If we denote the period of $\cos x$ and $\sin x$ as $p$, it follows that $\pi = \dfrac p 2$ is uniquely defined.

$\blacksquare$


Proof 2

By Cosine of Zero is One:

$\cos 0 = 1$

By Cosine of 2 is Strictly Negative:

$\cos 2 < 0$

Thus by the corollary to the Intermediate Value Theorem there exists an $h \in \openint 0 2$ such that:

$\cos h = 0$


By Sine of Sum for all $x \in \R$:

\(\ds \sin x\) \(=\) \(\ds \map \sin {x - h} \cos h + \map \cos {x -h} \sin h\)
\(\text {(1)}: \quad\) \(\ds \) \(=\) \(\ds \map \cos {x -h} \sin h\)


By Cosine of Sum for all $x \in \R$:

\(\ds \cos x\) \(=\) \(\ds \map \cos {x - h} \cos h - \map \sin {x -h} \sin h\)
\(\text {(2)}: \quad\) \(\ds \) \(=\) \(\ds -\map \sin {x - h} \sin h\)

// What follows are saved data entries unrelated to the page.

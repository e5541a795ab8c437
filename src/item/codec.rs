//! Encode/decode of iTunes metadata items inside `ilst`.

use std::io::{Read, Seek, SeekFrom};

use crate::boxes::header::BoxHeader;
use crate::boxes::{DATA, FREE, SKIP};
use crate::fourcc::Fourcc;
use crate::ident;
use crate::io_util::{ReadExt, WriteExt};
use crate::tag::SimpleTag;
use crate::{Error, ErrorKind, Result};

/// Data type indicators recognized inside an item's `data` box.
mod indicator {
    pub const IMPLICIT: u32 = 0;
    pub const UTF8: u32 = 1;
    pub const UTF16: u32 = 2;
    pub const JPEG: u32 = 13;
    pub const PNG: u32 = 14;
    pub const INTEGER: u32 = 21;
}

const TRKN: Fourcc = Fourcc(*b"trkn");
const DISK: Fourcc = Fourcc(*b"disk");
const TMPO: Fourcc = Fourcc(*b"tmpo");
const CPIL: Fourcc = Fourcc(*b"cpil");
const PGAP: Fourcc = Fourcc(*b"pgap");
const COVR: Fourcc = Fourcc(*b"covr");
const GNRE: Fourcc = Fourcc(*b"gnre");

/// Decodes every item box under `ilst` into a [`SimpleTag`].
///
/// `free`/`skip` boxes found directly inside `ilst` are skipped rather than
/// treated as items — the same tolerance the box-tree parser applies to a
/// trailing free box after `ilst` itself.
pub fn decode_ilst<R: Read + Seek>(reader: &mut R, ilst: BoxHeader) -> Result<Vec<SimpleTag>> {
    let mut tags = Vec::new();
    let mut pos = ilst.data_offset;
    while pos < ilst.end() {
        reader.seek(SeekFrom::Start(pos))?;
        let item = BoxHeader::read(reader, ilst.end())?;
        pos = item.end();

        if item.fourcc == FREE || item.fourcc == SKIP {
            continue;
        }

        if let Some(tag) = decode_item(reader, item)? {
            tags.push(tag);
        }
    }
    Ok(tags)
}

fn decode_item<R: Read + Seek>(reader: &mut R, item: BoxHeader) -> Result<Option<SimpleTag>> {
    let data = find_data_child(reader, item)?;
    let Some(data) = data else { return Ok(None) };
    if data.data_size < 8 {
        return Ok(None);
    }

    reader.seek(SeekFrom::Start(data.data_offset))?;
    let type_indicator = reader.read_be_u32()?;
    let _locale = reader.read_be_u32()?;
    let value_len = (data.data_size - 8) as usize;
    let raw = reader.read_u8_vec(value_len)?;

    let name = ident::name_of(item.fourcc);

    if item.fourcc == TRKN || item.fourcc == DISK {
        return Ok(Some(SimpleTag::with_value(name, decode_pair(&raw)?)));
    }
    if item.fourcc == TMPO {
        return Ok(Some(SimpleTag::with_value(name, decode_uint_any_len(&raw)?.to_string())));
    }
    if item.fourcc == CPIL || item.fourcc == PGAP {
        return Ok(Some(SimpleTag::with_value(name, decode_uint_any_len(&raw)?.to_string())));
    }

    let tag = match type_indicator {
        indicator::UTF8 | indicator::IMPLICIT => {
            SimpleTag::with_value(name, String::from_utf8(raw)?)
        }
        indicator::UTF16 => {
            let units: Vec<u16> =
                raw.chunks_exact(2).map(|c| u16::from_be_bytes([c[0], c[1]])).collect();
            SimpleTag::with_value(name, String::from_utf16(&units)?)
        }
        indicator::INTEGER => SimpleTag::with_value(name, decode_uint_any_len(&raw)?.to_string()),
        indicator::JPEG | indicator::PNG => SimpleTag::with_binary(name, raw),
        _ => SimpleTag::with_binary(name, raw),
    };
    Ok(Some(tag))
}

fn find_data_child<R: Read + Seek>(reader: &mut R, item: BoxHeader) -> Result<Option<BoxHeader>> {
    let mut pos = item.data_offset;
    while pos < item.end() {
        reader.seek(SeekFrom::Start(pos))?;
        let child = BoxHeader::read(reader, item.end())?;
        if child.fourcc == DATA {
            return Ok(Some(child));
        }
        pos = child.end();
    }
    Ok(None)
}

fn decode_pair(raw: &[u8]) -> Result<String> {
    if raw.len() < 6 {
        return Err(Error::new(ErrorKind::Corrupt, "trkn/disk payload shorter than 6 bytes"));
    }
    let n = u16::from_be_bytes([raw[2], raw[3]]);
    let t = u16::from_be_bytes([raw[4], raw[5]]);
    if t > 0 {
        Ok(format!("{n}/{t}"))
    } else {
        Ok(n.to_string())
    }
}

fn decode_uint_any_len(raw: &[u8]) -> Result<u64> {
    if raw.is_empty() || raw.len() > 8 {
        return Err(Error::new(
            ErrorKind::Corrupt,
            format!("integer atom payload has invalid length {}", raw.len()),
        ));
    }
    let mut buf = [0u8; 8];
    buf[8 - raw.len()..].copy_from_slice(raw);
    Ok(u64::from_be_bytes(buf))
}

/// Encodes `items` into the concatenated item-box bytes that make up
/// `ilst`'s content (no `ilst` header of its own).
///
/// Tags whose name resolves to no known or raw-fallback `Fourcc`, or whose
/// value can't be encoded under that atom's rules, are silently dropped —
/// matching the encoder's "else skip the tag" rule.
pub fn encode_ilst_content(items: &[SimpleTag]) -> Result<Vec<u8>> {
    let mut out = Vec::new();
    for item in items {
        if let Some(bytes) = encode_item(item)? {
            out.extend_from_slice(&bytes);
        }
    }
    Ok(out)
}

fn encode_item(item: &SimpleTag) -> Result<Option<Vec<u8>>> {
    let Some(fourcc) = ident::resolve(&item.name) else { return Ok(None) };

    let (indicator, payload) = if fourcc == TRKN || fourcc == DISK {
        let Some(value) = &item.value else { return Ok(None) };
        (indicator::IMPLICIT, encode_pair(value)?)
    } else if fourcc == TMPO {
        let Some(value) = &item.value else { return Ok(None) };
        let n: u16 = value.parse().map_err(|_| {
            Error::new(ErrorKind::InvalidArg, format!("'{value}' is not a valid tempo"))
        })?;
        (indicator::INTEGER, n.to_be_bytes().to_vec())
    } else if fourcc == CPIL || fourcc == PGAP {
        let Some(value) = &item.value else { return Ok(None) };
        let b: u8 = value.parse().map_err(|_| {
            Error::new(ErrorKind::InvalidArg, format!("'{value}' is not a valid boolean flag"))
        })?;
        (indicator::INTEGER, vec![b])
    } else if fourcc == COVR {
        let Some(binary) = &item.binary else { return Ok(None) };
        if binary.is_empty() {
            return Ok(None);
        }
        // PNG is detected by magic; anything else (including real JPEG magic)
        // defaults to JPEG, since those are the only two cover art codecs.
        let indicator =
            if binary.starts_with(&[0x89, 0x50, 0x4E, 0x47]) { indicator::PNG } else { indicator::JPEG };
        (indicator, binary.clone())
    } else if fourcc == GNRE {
        let Some(value) = &item.value else { return Ok(None) };
        let n: u16 = value.parse().map_err(|_| {
            Error::new(ErrorKind::InvalidArg, format!("'{value}' is not a valid genre id"))
        })?;
        (indicator::IMPLICIT, n.to_be_bytes().to_vec())
    } else {
        let Some(value) = &item.value else { return Ok(None) };
        (indicator::UTF8, value.clone().into_bytes())
    };

    let mut data_box = Vec::with_capacity(16 + payload.len());
    let data_total = 16u64 + payload.len() as u64;
    BoxHeader::write(&mut data_box, DATA, data_total)?;
    data_box.write_be_u32(indicator)?;
    data_box.write_be_u32(0)?; // locale
    data_box.extend_from_slice(&payload);

    let mut item_box = Vec::with_capacity(8 + data_box.len());
    let item_total = 8u64 + data_box.len() as u64;
    BoxHeader::write(&mut item_box, fourcc, item_total)?;
    item_box.extend_from_slice(&data_box);

    Ok(Some(item_box))
}

fn encode_pair(value: &str) -> Result<Vec<u8>> {
    let (n, t) = match value.split_once('/') {
        Some((n, t)) => (parse_u16(n)?, parse_u16(t)?),
        None => (parse_u16(value)?, 0),
    };
    let mut buf = vec![0u8; 8];
    buf[2..4].copy_from_slice(&n.to_be_bytes());
    buf[4..6].copy_from_slice(&t.to_be_bytes());
    Ok(buf)
}

fn parse_u16(s: &str) -> Result<u16> {
    s.trim()
        .parse()
        .map_err(|_| Error::new(ErrorKind::InvalidArg, format!("'{s}' is not a valid track/disk number")))
}

#[cfg(test)]
mod tests {
    use super::*;
    use std::io::Cursor;

    fn build_ilst(items: &[u8]) -> (Vec<u8>, BoxHeader) {
        let total = 8 + items.len() as u32;
        let mut buf = total.to_be_bytes().to_vec();
        buf.extend_from_slice(b"ilst");
        buf.extend_from_slice(items);
        let header = BoxHeader {
            fourcc: Fourcc(*b"ilst"),
            offset: 0,
            header_size: 8,
            total_size: total as u64,
            data_offset: 8,
            data_size: items.len() as u64,
        };
        (buf, header)
    }

    fn item_box(fourcc: &[u8; 4], indicator: u32, payload: &[u8]) -> Vec<u8> {
        let mut data_box = Vec::new();
        let data_total = 16 + payload.len() as u32;
        data_box.extend_from_slice(&data_total.to_be_bytes());
        data_box.extend_from_slice(b"data");
        data_box.extend_from_slice(&indicator.to_be_bytes());
        data_box.extend_from_slice(&0u32.to_be_bytes());
        data_box.extend_from_slice(payload);

        let mut item = Vec::new();
        let item_total = 8 + data_box.len() as u32;
        item.extend_from_slice(&item_total.to_be_bytes());
        item.extend_from_slice(fourcc);
        item.extend_from_slice(&data_box);
        item
    }

    #[test]
    fn decodes_utf8_text_item() {
        let item = item_box(b"\xa9nam", indicator::UTF8, b"Test Title");
        let (bytes, ilst) = build_ilst(&item);
        let mut c = Cursor::new(bytes);
        let tags = decode_ilst(&mut c, ilst).unwrap();
        assert_eq!(tags.len(), 1);
        assert_eq!(tags[0].name, "title");
        assert_eq!(tags[0].value.as_deref(), Some("Test Title"));
    }

    #[test]
    fn decodes_track_number_pair() {
        let item = item_box(b"trkn", indicator::IMPLICIT, &[0, 0, 0, 3, 0, 12, 0, 0]);
        let (bytes, ilst) = build_ilst(&item);
        let mut c = Cursor::new(bytes);
        let tags = decode_ilst(&mut c, ilst).unwrap();
        assert_eq!(tags[0].value.as_deref(), Some("3/12"));
    }

    #[test]
    fn decodes_track_number_without_total() {
        let item = item_box(b"trkn", indicator::IMPLICIT, &[0, 0, 0, 5, 0, 0, 0, 0]);
        let (bytes, ilst) = build_ilst(&item);
        let mut c = Cursor::new(bytes);
        let tags = decode_ilst(&mut c, ilst).unwrap();
        assert_eq!(tags[0].value.as_deref(), Some("5"));
    }

    #[test]
    fn decodes_tempo_and_boolean_atoms() {
        let tmpo = item_box(b"tmpo", indicator::INTEGER, &[0, 128]);
        let cpil = item_box(b"cpil", indicator::INTEGER, &[1]);
        let mut items = tmpo;
        items.extend_from_slice(&cpil);
        let (bytes, ilst) = build_ilst(&items);
        let mut c = Cursor::new(bytes);
        let tags = decode_ilst(&mut c, ilst).unwrap();
        assert_eq!(tags[0].value.as_deref(), Some("128"));
        assert_eq!(tags[1].value.as_deref(), Some("1"));
    }

    #[test]
    fn skips_free_boxes_inside_ilst() {
        let mut items = item_box(b"\xa9nam", indicator::UTF8, b"T");
        items.extend_from_slice(&8u32.to_be_bytes());
        items.extend_from_slice(b"free");
        let (bytes, ilst) = build_ilst(&items);
        let mut c = Cursor::new(bytes);
        let tags = decode_ilst(&mut c, ilst).unwrap();
        assert_eq!(tags.len(), 1);
    }

    #[test]
    fn round_trips_track_number_through_encode_and_decode() {
        let tag = SimpleTag::with_value("track_number", "3/12");
        let content = encode_ilst_content(&[tag]).unwrap();
        let (bytes, ilst) = build_ilst(&content);
        let mut c = Cursor::new(bytes);
        let tags = decode_ilst(&mut c, ilst).unwrap();
        assert_eq!(tags[0].value.as_deref(), Some("3/12"));
    }

    #[test]
    fn encode_detects_png_and_jpeg_cover_art_by_magic() {
        let png = SimpleTag::with_binary("cover_art", vec![0x89, 0x50, 0x4E, 0x47, 0, 0]);
        let jpeg = SimpleTag::with_binary("cover_art", vec![0xFF, 0xD8, 0xFF, 0, 0]);
        let content = encode_ilst_content(&[png, jpeg]).unwrap();
        let (bytes, ilst) = build_ilst(&content);
        let mut c = Cursor::new(bytes);
        let tags = decode_ilst(&mut c, ilst).unwrap();
        assert_eq!(tags.len(), 2);
        assert!(tags[0].binary.is_some());
        assert!(tags[1].binary.is_some());
    }

    #[test]
    fn encode_skips_tag_with_unresolvable_name() {
        let tag = SimpleTag::with_value("not a valid name at all", "x");
        let content = encode_ilst_content(&[tag]).unwrap();
        assert!(content.is_empty());
    }
}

By Sum of Squares of Sine and Cosine:

\(\ds \sin^2 h\) \(=\) \(\ds \cos^2 h + \sin^2 h\)
\(\text {(3)}: \quad\) \(\ds \) \(=\) \(\ds 1\)


Thus for all $x \in \R$:

\(\ds \map \cos {x + 4 h}\) \(=\) \(\ds - \map \sin {x + 3 h} \sin h\) by $(2)$
\(\ds \) \(=\) \(\ds - \map \cos {x + 2 h} \sin^2 h\) by $(1)$
\(\ds \) \(=\) \(\ds \map \cos {x + h} \sin^3 h\) by $(2)$
\(\ds \) \(=\) \(\ds \cos x \sin^4 h\) by $(1)$
\(\ds \) \(=\) \(\ds \cos x\) by $(3)$

In particular, $\cos$ is periodic.

By Nonconstant Periodic Function with no Period is Discontinuous Everywhere, $\cos$ has a period $p \in \R_{>0}$.


In view of $(1)$ and $\sin h \ne 0$, the periodic elements of $\sin$ are exactly those of $\cos$.

Thus $p$ is also the period of $\sin$.

$\blacksquare$


Note

Given that we have defined sine and cosine in terms of a power series, it is a plausible proposition to define $\pi$ using the same language.

$\pi$ is, of course, the famous irrational constant $3.14159 \ldots$.